In many ways, of course, it's no different from the mix of pragmatism and love that tugs members of any group – Christians, Jews, ardent vegans, or home-schoolers – toward one another in their choice of mates. But to some – at least those who don't adhere to Objectivism, Rand's philosophy of rational self-interest as man's highest pursuit – her name evokes more cold capitalistic greed than candlelight dinners. On a 1999 commemorative stamp, Rand's features are sharp, her face a cold shade of moonlight, as she peers out from behind a skyscraper.
For Joshua Zader, The Atlasphere's founder, the notion of Rand-inspired love makes perfect sense. "At a certain point in my 20s," he says, "I realized I had met all my closest friends through Rand club meetings, conferences, or book signings." He later met his wife that way, too.

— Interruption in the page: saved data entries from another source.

//! Legacy HTTP+SSE transport (protocol 2024-11-05).
//!
//! `GET /sse` opens a stream whose first event names the endpoint to POST
//! to. Responses to those POSTs are delivered on the stream. The session
//! lives exactly as long as its stream.

use futures::stream::{Stream, StreamExt};
use parking_lot::RwLock;
use std::collections::HashMap;
use std::convert::Infallible;
use std::sync::Arc;
use std::time::Duration;
use tokio::sync::mpsc::{self, UnboundedSender};
use tokio_stream::wrappers::UnboundedReceiverStream;
use tokio_util::sync::CancellationToken;
use tracing::{debug, error, info};
use uuid::Uuid;

use axum::response::sse::Event;

use super::error::McpError;
use super::handler::{McpHandler, Notifier};
use super::protocol::{InboundBatch, JsonRpcResponse};
use super::sse_stream::{sse_stream, DisconnectGuard, SseFrame, HEARTBEAT_INTERVAL};

/// Path clients POST messages to.
pub const MESSAGES_PATH: &str = "/messages";

struct LegacySession {
    tx: UnboundedSender<SseFrame>,
    request_lock: tokio::sync::Mutex<()>,
}

impl LegacySession {
    fn send(&self, message: serde_json::Value) {
        if self
            .tx
            .send(SseFrame::message(None, message.to_string()))
            .is_err()
        {
            debug!("Legacy SSE client went away before its response");
        }
    }
}

/// Sessions of the legacy SSE transport.
#[derive(Clone)]
pub struct SseSessionManager {
    handler: Arc<McpHandler>,
    sessions: Arc<RwLock<HashMap<String, Arc<LegacySession>>>>,
    heartbeat: Duration,
    shutdown: CancellationToken,
}

impl SseSessionManager {
    pub fn new(handler: Arc<McpHandler>) -> Self {
        Self {
            handler,
            sessions: Arc::new(RwLock::new(HashMap::new())),
            heartbeat: HEARTBEAT_INTERVAL,
            shutdown: CancellationToken::new(),
        }
    }

    pub fn with_heartbeat(mut self, heartbeat: Duration) -> Self {
        self.heartbeat = heartbeat;
        self
    }

    pub fn len(&self) -> usize {
        self.sessions.read().len()
    }

    pub fn is_empty(&self) -> bool {
        self.len() == 0
    }

    pub fn contains(&self, session_id: &str) -> bool {
        self.sessions.read().contains_key(session_id)
    }

    /// Open a session. The returned body starts with the `endpoint` event;
    /// dropping it ends the session.
    pub fn connect(&self) -> (String, impl Stream<Item = Result<Event, Infallible>> + Send + 'static) {
        let session_id = Uuid::new_v4().to_string();
        let (tx, rx) = mpsc::unbounded_channel();

        let endpoint = SseFrame {
            event_id: None,
            event: "endpoint".to_string(),
            data: format!("{}?sessionId={}", MESSAGES_PATH, session_id),
        };
        // The receiver is alive, this cannot fail
        let _ = tx.send(endpoint);

        {
            let mut sessions = self.sessions.write();
            sessions.insert(
                session_id.clone(),
                Arc::new(LegacySession {
                    tx,
                    request_lock: tokio::sync::Mutex::new(()),
                }),
            );
            info!(
                "Legacy SSE session {} connected (total: {})",
                session_id,
                sessions.len()
            );
        }

        let sessions = Arc::clone(&self.sessions);
        let id = session_id.clone();
        let guard = DisconnectGuard::new(move || {
            if sessions.write().remove(&id).is_some() {
                info!("Legacy SSE session {} disconnected", id);
            }
        });

        let body = sse_stream(
            UnboundedReceiverStream::new(rx).boxed(),
            self.heartbeat,
            self.shutdown.clone(),
            guard,
        );
        (session_id, body)
    }

    /// Accept a message for a session. Responses go out on its stream.
    pub fn post(&self, session_id: &str, batch: InboundBatch) -> Result<(), McpError> {
        let session = self
            .sessions
            .read()
            .get(session_id)
            .cloned()
            .ok_or(McpError::SessionNotFound)?;
        let handler = Arc::clone(&self.handler);
        let is_batch = batch.is_batch;
        let requests = batch.into_requests();

        tokio::spawn(async move {
            let _guard = session.request_lock.lock().await;
            let sink = Arc::clone(&session);
            let notifier = Notifier::new(move |notification| sink.send(notification.into_value()));

            let mut responses = Vec::new();
            for request in requests {
                let id = request.id.clone();
                let is_notification = request.is_notification();
                match handler.handle_request(request, &notifier).await {
                    Ok(Some(response)) => responses.push(response.into_value()),
                    Ok(None) => {}
                    Err(e) => {
                        error!("MCP: Request failed: {:#}", anyhow::Error::new(e));
                        if !is_notification {
                            responses.push(JsonRpcResponse::internal_error(id).into_value());
                        }
                    }
                }
            }

            if is_batch {
                if !responses.is_empty() {
                    session.send(serde_json::Value::Array(responses));
                }
            } else {
                for response in responses {
                    session.send(response);
                }
            }
        });
        Ok(())
    }

    /// End every stream and forget all sessions.
    pub fn shutdown(&self) {
        self.shutdown.cancel();
        let count = {
            let mut sessions = self.sessions.write();
            let count = sessions.len();
            sessions.clear();
            count
        };
        if count > 0 {
            info!("Closed {} legacy SSE sessions", count);
        }
    }
}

Critics call Rand's work shrill, arrogant, dogmatic, and godless. And while her fans – from former Federal Reserve Chairman Alan Greenspan to Whole Foods CEO John Mackey – talk about being inspired by her work, they don't necessarily use it as a dating manual.
That wasn't Francisco Villalobos's intention either. Rereading "Atlas Shrugged" in college, he loved the respect that Rand's industrialists and entrepreneurs show one another. "That was something very foreign to me in the neighborhood where I grew up," says Mr. Villalobos, referring to the Cypress Hills area of Brooklyn, N.Y.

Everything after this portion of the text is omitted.